• _Extracted material_
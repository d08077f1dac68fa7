pub mod config;
pub mod estimator;
pub mod history;
pub mod sampler;

pub use config::SimulationConfig;
pub use estimator::{estimate, estimate_for_state, EstimateConfig};
pub use history::{FullHistory, SegmentHistory};
//! Logging setup and module-gated logging macros.
//!
//! Each module that uses the macros defines its own switch:
//! ```ignore
//! const ENABLE_LOGS: bool = true;
//!
//! use crate::{log_error, log_info};
//!
//! log_info!("estimate published");
//! ```

/// Installs `env_logger`, honouring `RUST_LOG` (default level `info`).
/// Calling it again is harmless.
pub fn init_logging() {
    let _ = env_logger::Builder::from_env(env_logger::Env::default().default_filter_or("info"))
        .try_init();
}

/// Info log, emitted only when the calling module's `ENABLE_LOGS` is true.
#[macro_export]
macro_rules! log_info {
    ($($arg:tt)*) => {
        if ENABLE_LOGS {
            log::info!($($arg)*);
        }
    };
}

/// Warn log, emitted only when the calling module's `ENABLE_LOGS` is true.
#[macro_export]
macro_rules! log_warn {
    ($($arg:tt)*) => {
        if ENABLE_LOGS {
            log::warn!($($arg)*);
        }
    };
}

/// Error log, emitted only when the calling module's `ENABLE_LOGS` is true.
#[macro_export]
macro_rules! log_error {
    ($($arg:tt)*) => {
        if ENABLE_LOGS {
            log::error!($($arg)*);
        }
    };
}
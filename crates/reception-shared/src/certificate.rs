use serde::{Deserialize, Serialize};

/// Public encryption certificate of a recipient domain.
///
/// Only the X25519 public key and the declared domain list matter here: the
/// certificate is used for asymmetric key wrapping and nothing else.
#[derive(Debug, Clone, Serialize, Deserialize, PartialEq, Eq)]
pub struct RecipientCertificate {
    /// X25519 public key, hex on the wire.
    #[serde(with = "hex::serde")]
    pub public_key: [u8; 32],
    /// Logical service domains this certificate speaks for.
    pub domains: Vec<String>,
}

impl RecipientCertificate {
    pub fn new(public_key: [u8; 32], domains: Vec<String>) -> Self {
        Self {
            public_key,
            domains,
        }
    }

    /// Stable identifier: BLAKE3 of the public key, hex encoded.
    pub fn fingerprint(&self) -> String {
        blake3::hash(&self.public_key).to_hex().to_string()
    }

    pub fn declares(&self, domain: &str) -> bool {
        self.domains.iter().any(|d| d == domain)
    }

    pub fn declares_any(&self, domains: &[&str]) -> bool {
        domains.iter().any(|d| self.declares(d))
    }
}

• _What you need to do_
Sift through the material above and copy the lines that contain the word "macros".

• _Response_
//! Logging setup and module-gated logging macros.
//! Each module that uses the macros defines its own switch:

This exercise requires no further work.